Go through the listing below and output it word for word.

====================

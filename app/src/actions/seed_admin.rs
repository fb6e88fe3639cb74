//! Default administrator account

use chrono::Utc;
use kit::FrameworkError;
use rand::distributions::Alphanumeric;
use rand::Rng;
use sea_orm::{ActiveModelTrait, ConnectionTrait, Set};

use crate::actions::password;
use crate::config::AdminConfig;
use crate::models::user::{self, Role};

#[derive(Debug, PartialEq)]
pub enum SeedOutcome {
    Created { id: i32 },
    AlreadyPresent,
}

/// Ensure the administrator from [`AdminConfig`] exists
///
/// Idempotent: a user with the configured email, whatever its role, counts
/// as present and is left untouched.
pub struct SeedAdminAction {
    config: AdminConfig,
}

impl SeedAdminAction {
    pub fn new(config: AdminConfig) -> Self {
        Self { config }
    }

    pub async fn execute<C: ConnectionTrait>(&self, db: &C) -> Result<SeedOutcome, FrameworkError> {
        if user::Entity::find_by_email(db, &self.config.email)
            .await?
            .is_some()
        {
            tracing::debug!(email = %self.config.email, "administrator already present");
            return Ok(SeedOutcome::AlreadyPresent);
        }

        let (plain, generated) = match &self.config.password {
            Some(password) => (password.clone(), false),
            None => (random_password(), true),
        };

        let admin = user::ActiveModel {
            name: Set(self.config.name.clone()),
            email: Set(self.config.email.clone()),
            password: Set(password::hash(plain.clone()).await?),
            role: Set(Role::Admin.as_str().to_string()),
            created_at: Set(Utc::now()),
            ..Default::default()
        }
        .insert(db)
        .await?;

        if generated {
            tracing::warn!(
                email = %admin.email,
                password = %plain,
                "created administrator with a generated password; set ADMIN_PASSWORD or change it"
            );
        } else {
            tracing::info!(email = %admin.email, "created administrator");
        }

        Ok(SeedOutcome::Created { id: admin.id })
    }
}

fn random_password() -> String {
    rand::thread_rng()
        .sample_iter(&Alphanumeric)
        .take(20)
        .map(char::from)
        .collect()
}

#[cfg(test)]
mod tests {
    use super::*;
    use kit::testing::TestDatabase;
    use sea_orm::{EntityTrait, PaginatorTrait};

    fn config(password: Option<&str>) -> AdminConfig {
        AdminConfig {
            email: "root@shop.test".to_string(),
            name: "Root".to_string(),
            password: password.map(str::to_string),
        }
    }

    #[tokio::test]
    async fn seeding_twice_creates_one_admin() {
        let db = TestDatabase::new().await;
        crate::models::sync(db.connection()).await.unwrap();
        let conn = db.connection();
        let action = SeedAdminAction::new(config(Some("s3cret-pass")));

        let first = action.execute(conn.inner()).await.unwrap();
        let second = action.execute(conn.inner()).await.unwrap();

        assert!(matches!(first, SeedOutcome::Created { .. }));
        assert_eq!(second, SeedOutcome::AlreadyPresent);
        assert_eq!(user::Entity::find().count(conn.inner()).await.unwrap(), 1);

        let admin = user::Entity::find_by_email(conn.inner(), "root@shop.test")
            .await
            .unwrap()
            .unwrap();
        assert_eq!(admin.role, "admin");
        assert!(password::verify("s3cret-pass".to_string(), admin.password)
            .await
            .unwrap());
    }

    #[tokio::test]
    async fn generates_password_when_unset() {
        let db = TestDatabase::new().await;
        crate::models::sync(db.connection()).await.unwrap();

        let outcome = SeedAdminAction::new(config(None))
            .execute(db.connection().inner())
            .await
            .unwrap();
        assert!(matches!(outcome, SeedOutcome::Created { .. }));
        assert_eq!(random_password().len(), 20);
    }
}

====================

• _Solution_:
filename app/src/actions/seed_admin.rs
repository fb6e88fe3639cb74
//! Default administrator account

use chrono::Utc;
use kit::FrameworkError;
use rand::distributions::Alphanumeric;
use rand::Rng;
use sea_orm::{ActiveModelTrait, ConnectionTrait, Set};

use crate::actions::password;
use crate::config::AdminConfig;
use crate::models::user::{self, Role};

#[derive(Debug, PartialEq)]
pub enum SeedOutcome {
    Created { id: i32 },
    AlreadyPresent,
}

/// Ensure the administrator from [`AdminConfig`] exists
///
/// Idempotent: a user with the configured email, whatever its role, counts
/// as present and is left untouched.
pub struct SeedAdminAction {
    config: AdminConfig,
}

impl SeedAdminAction {
    pub fn new(config: AdminConfig) -> Self {
        Self { config }
    }

    pub async fn execute<C: ConnectionTrait>(&self, db: &C) -> Result<SeedOutcome, FrameworkError> {
        if user::Entity::find_by_email(db, &self.config.email)
            .await?
            .is_some()
        {
            tracing::debug!(email = %self.config.email, "administrator already present");
            return Ok(SeedOutcome::AlreadyPresent);
        }

        let (plain, generated) = match &self.config.password {
            Some(password) => (password.clone(), false),
            None => (random_password(), true),
        };

        let admin = user::ActiveModel {
            name: Set(self.config.name.clone()),
            email: Set(self.config.email.clone()),
            password: Set(password::hash(plain.clone()).await?),
            role: Set(Role::Admin.as_str().to_string()),
            created_at: Set(Utc::now()),
            ..Default::default()
        }
        .insert(db)
        .await?;

        if generated {
            tracing::warn!(
                email = %admin.email,
                password = %plain,
                "created administrator with a generated password; set ADMIN_PASSWORD or change it"
            );
        } else {
            tracing::info!(email = %admin.email, "created administrator");
        }

        Ok(SeedOutcome::Created { id: admin.id })
    }
}

fn random_password() -> String {
    rand::thread_rng()
        .sample_iter(&Alphanumeric)
        .take(20)
        .map(char::from)
        .collect()
}

#[cfg(test)]
mod tests {
    use super::*;
    use kit::testing::TestDatabase;
    use sea_orm::{EntityTrait, PaginatorTrait};

    fn config(password: Option<&str>) -> AdminConfig {
        AdminConfig {
            email: "root@shop.test".to_string(),
            name: "Root".to_string(),
            password: password.map(str::to_string),
        }
    }

    #[tokio::test]
    async fn seeding_twice_creates_one_admin() {
        let db = TestDatabase::new().await;
        crate::models::sync(db.connection()).await.unwrap();
        let conn = db.connection();
        let action = SeedAdminAction::new(config(Some("s3cret-pass")));

        let first = action.execute(conn.inner()).await.unwrap();
        let second = action.execute(conn.inner()).await.unwrap();

        assert!(matches!(first, SeedOutcome::Created { .. }));
        assert_eq!(second, SeedOutcome::AlreadyPresent);
        assert_eq!(user::Entity::find().count(conn.inner()).await.unwrap(), 1);

        let admin = user::Entity::find_by_email(conn.inner(), "root@shop.test")
            .await
            .unwrap()
            .unwrap();
        assert_eq!(admin.role, "admin");
        assert!(password::verify("s3cret-pass".to_string(), admin.password)
            .await
            .unwrap());
    }

    #[tokio::test]
    async fn generates_password_when_unset() {
        let db = TestDatabase::new().await;
        crate::models::sync(db.connection()).await.unwrap();

        let outcome = SeedAdminAction::new(config(None))
            .execute(db.connection().inner())
            .await
            .unwrap();
        assert!(matches!(outcome, SeedOutcome::Created { .. }));
        assert_eq!(random_password().len(), 20);
    }
}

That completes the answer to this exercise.